From the records below, copy the lines that include "DateTime".

[Saved entries]
■ ■ ■ ■

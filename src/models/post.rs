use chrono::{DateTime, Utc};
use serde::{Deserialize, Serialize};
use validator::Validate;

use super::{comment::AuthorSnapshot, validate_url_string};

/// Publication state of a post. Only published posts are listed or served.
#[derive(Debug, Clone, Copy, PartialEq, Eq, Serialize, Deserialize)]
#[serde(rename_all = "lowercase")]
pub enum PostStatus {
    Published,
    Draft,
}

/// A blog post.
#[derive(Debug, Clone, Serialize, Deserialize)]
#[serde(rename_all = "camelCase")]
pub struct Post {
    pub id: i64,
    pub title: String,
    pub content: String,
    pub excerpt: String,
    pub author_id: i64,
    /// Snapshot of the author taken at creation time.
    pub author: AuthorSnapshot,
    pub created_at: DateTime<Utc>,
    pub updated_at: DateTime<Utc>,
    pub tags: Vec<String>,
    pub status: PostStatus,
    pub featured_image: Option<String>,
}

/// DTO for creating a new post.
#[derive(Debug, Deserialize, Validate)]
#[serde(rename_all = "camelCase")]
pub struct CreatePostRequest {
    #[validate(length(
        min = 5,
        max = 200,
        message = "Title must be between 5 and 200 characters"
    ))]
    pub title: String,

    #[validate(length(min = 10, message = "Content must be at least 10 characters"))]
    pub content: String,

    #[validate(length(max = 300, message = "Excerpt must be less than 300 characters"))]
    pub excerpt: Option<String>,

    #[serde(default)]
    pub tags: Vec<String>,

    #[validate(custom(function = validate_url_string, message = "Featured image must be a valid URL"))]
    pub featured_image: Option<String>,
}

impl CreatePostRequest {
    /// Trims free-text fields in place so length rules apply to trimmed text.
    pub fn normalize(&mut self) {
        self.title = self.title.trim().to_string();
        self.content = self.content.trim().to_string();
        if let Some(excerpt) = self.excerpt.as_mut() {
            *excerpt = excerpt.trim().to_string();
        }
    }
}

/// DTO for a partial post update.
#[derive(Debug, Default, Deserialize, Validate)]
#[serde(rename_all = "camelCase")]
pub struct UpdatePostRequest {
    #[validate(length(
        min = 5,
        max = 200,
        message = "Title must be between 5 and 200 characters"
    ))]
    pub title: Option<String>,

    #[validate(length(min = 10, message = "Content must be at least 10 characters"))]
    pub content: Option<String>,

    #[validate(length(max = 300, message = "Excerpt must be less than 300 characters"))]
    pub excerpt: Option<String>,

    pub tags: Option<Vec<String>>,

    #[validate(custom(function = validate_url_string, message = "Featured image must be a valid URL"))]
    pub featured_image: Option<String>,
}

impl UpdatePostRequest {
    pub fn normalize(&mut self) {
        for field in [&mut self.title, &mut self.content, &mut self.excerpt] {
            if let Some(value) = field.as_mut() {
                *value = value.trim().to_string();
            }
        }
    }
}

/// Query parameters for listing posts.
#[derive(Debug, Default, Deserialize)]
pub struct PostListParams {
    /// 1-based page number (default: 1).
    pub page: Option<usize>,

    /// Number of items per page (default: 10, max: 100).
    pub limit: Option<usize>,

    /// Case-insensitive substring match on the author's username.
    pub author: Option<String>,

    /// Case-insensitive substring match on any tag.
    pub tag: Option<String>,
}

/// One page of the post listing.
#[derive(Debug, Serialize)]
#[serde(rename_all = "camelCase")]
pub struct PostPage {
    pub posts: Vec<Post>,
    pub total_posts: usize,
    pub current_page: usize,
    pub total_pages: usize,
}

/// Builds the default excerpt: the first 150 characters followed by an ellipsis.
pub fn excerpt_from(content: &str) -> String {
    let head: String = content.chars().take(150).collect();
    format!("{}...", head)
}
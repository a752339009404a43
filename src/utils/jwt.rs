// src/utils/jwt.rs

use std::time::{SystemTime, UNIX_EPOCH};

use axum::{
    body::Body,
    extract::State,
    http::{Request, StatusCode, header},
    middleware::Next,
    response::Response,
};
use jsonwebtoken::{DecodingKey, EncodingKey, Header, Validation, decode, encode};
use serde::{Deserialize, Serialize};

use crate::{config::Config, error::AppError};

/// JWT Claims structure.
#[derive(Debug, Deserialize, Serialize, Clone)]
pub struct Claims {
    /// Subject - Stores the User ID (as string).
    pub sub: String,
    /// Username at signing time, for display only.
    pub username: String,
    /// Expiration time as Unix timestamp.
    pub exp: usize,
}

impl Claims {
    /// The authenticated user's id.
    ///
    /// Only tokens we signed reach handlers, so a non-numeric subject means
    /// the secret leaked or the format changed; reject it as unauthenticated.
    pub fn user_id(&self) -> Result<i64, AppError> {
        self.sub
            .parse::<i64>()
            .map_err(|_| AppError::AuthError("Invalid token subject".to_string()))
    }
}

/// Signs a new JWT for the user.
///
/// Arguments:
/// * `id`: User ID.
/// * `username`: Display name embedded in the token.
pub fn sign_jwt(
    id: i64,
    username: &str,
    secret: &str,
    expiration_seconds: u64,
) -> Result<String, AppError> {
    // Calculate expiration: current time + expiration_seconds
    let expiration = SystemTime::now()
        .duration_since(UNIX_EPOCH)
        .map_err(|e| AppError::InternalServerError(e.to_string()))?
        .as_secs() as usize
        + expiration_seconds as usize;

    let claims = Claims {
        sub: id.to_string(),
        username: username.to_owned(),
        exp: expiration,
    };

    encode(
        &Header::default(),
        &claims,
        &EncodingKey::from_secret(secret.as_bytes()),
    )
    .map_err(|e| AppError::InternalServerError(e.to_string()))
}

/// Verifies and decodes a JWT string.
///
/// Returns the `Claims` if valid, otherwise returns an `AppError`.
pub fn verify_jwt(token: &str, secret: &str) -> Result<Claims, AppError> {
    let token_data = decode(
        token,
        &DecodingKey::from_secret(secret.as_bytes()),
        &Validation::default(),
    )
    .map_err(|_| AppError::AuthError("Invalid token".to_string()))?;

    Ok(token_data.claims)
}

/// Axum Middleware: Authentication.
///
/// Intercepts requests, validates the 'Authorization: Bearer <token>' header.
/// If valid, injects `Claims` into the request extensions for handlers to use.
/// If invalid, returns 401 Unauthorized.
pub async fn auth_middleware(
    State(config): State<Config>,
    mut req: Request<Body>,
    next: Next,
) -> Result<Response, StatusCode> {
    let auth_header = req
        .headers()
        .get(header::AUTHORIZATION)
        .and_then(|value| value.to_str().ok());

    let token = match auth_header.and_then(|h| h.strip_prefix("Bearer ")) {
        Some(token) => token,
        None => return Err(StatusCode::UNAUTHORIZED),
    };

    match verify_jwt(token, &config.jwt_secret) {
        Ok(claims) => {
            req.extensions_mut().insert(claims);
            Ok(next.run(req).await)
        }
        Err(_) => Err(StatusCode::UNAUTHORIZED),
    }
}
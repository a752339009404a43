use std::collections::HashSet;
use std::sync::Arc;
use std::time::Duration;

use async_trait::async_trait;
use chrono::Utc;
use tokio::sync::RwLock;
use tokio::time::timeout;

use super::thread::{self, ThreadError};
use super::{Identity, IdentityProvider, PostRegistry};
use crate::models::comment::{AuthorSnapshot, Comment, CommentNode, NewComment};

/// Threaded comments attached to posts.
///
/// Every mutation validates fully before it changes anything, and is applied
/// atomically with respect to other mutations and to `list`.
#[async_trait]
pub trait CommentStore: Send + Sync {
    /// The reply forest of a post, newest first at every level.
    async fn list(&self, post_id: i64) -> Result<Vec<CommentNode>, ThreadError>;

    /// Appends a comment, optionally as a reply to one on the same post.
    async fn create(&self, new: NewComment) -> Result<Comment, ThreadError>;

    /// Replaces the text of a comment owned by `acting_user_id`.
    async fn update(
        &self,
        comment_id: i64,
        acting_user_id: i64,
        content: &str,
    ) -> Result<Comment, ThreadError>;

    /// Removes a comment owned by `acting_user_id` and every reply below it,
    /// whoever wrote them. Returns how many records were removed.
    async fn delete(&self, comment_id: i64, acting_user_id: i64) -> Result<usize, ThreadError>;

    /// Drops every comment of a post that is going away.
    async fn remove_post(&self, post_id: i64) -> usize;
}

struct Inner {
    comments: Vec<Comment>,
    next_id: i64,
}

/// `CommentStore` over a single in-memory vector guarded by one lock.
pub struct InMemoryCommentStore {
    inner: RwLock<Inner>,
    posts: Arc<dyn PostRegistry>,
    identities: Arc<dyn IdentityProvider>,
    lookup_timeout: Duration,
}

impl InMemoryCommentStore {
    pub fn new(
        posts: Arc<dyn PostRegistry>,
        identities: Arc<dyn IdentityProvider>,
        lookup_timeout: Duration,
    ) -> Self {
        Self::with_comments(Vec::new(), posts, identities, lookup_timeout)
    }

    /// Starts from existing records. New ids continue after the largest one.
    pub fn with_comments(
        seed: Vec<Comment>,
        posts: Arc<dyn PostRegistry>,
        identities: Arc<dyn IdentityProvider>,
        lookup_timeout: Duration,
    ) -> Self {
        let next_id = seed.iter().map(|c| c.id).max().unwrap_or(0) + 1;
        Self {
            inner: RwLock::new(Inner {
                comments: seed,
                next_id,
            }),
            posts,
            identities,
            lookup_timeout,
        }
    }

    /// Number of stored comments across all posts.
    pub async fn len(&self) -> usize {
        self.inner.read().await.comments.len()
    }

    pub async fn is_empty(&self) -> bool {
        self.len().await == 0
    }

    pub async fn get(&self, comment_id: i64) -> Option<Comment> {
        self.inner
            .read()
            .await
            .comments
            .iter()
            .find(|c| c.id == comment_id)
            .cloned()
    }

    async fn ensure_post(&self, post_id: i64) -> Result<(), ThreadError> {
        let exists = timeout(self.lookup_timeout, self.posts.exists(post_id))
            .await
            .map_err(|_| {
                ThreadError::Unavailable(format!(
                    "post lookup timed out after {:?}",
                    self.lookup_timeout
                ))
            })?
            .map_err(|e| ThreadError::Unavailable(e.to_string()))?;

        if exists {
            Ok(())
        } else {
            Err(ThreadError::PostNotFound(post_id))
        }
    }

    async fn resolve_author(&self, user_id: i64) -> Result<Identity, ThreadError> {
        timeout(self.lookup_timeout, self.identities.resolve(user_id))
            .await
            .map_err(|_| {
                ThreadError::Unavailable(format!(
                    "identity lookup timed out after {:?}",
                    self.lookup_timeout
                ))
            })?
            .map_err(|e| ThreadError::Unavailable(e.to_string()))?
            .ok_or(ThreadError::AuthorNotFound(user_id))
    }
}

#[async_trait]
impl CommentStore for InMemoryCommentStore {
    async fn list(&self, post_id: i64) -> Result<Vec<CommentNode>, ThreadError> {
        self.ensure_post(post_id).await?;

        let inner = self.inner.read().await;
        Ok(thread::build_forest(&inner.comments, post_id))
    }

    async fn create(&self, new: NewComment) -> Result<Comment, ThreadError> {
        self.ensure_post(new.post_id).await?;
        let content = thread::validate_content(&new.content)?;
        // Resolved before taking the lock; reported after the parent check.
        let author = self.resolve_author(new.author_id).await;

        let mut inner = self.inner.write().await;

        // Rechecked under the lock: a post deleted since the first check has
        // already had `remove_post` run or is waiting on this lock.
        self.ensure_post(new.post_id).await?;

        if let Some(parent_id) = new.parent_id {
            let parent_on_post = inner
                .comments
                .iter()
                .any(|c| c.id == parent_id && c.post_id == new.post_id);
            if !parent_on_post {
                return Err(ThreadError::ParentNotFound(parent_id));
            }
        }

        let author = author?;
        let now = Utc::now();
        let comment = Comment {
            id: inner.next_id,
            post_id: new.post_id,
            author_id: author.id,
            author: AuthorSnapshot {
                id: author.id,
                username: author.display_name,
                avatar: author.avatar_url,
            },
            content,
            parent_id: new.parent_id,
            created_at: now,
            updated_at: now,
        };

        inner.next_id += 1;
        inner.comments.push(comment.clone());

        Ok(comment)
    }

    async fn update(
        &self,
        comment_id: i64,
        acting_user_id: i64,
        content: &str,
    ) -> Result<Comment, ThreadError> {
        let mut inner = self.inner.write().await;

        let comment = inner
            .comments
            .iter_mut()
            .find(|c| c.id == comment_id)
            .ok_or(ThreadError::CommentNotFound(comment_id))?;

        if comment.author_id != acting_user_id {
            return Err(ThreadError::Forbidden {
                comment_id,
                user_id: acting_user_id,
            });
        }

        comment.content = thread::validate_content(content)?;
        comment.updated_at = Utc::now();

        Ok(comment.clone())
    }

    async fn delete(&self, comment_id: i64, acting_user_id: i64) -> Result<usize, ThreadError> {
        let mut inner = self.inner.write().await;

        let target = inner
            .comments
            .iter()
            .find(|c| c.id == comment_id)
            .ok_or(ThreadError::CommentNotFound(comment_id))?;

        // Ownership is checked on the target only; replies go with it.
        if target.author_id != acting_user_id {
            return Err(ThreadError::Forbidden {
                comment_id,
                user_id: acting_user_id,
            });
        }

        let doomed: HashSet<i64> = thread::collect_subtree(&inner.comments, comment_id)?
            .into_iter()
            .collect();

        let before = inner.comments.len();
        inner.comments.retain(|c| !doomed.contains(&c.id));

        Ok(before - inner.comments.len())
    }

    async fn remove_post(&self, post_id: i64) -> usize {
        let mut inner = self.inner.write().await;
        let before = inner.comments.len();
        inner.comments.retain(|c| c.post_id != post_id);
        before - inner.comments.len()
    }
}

■ ■ ■ ■

#### Response:
use chrono::{DateTime, Utc};
    pub created_at: DateTime<Utc>,
    pub updated_at: DateTime<Utc>,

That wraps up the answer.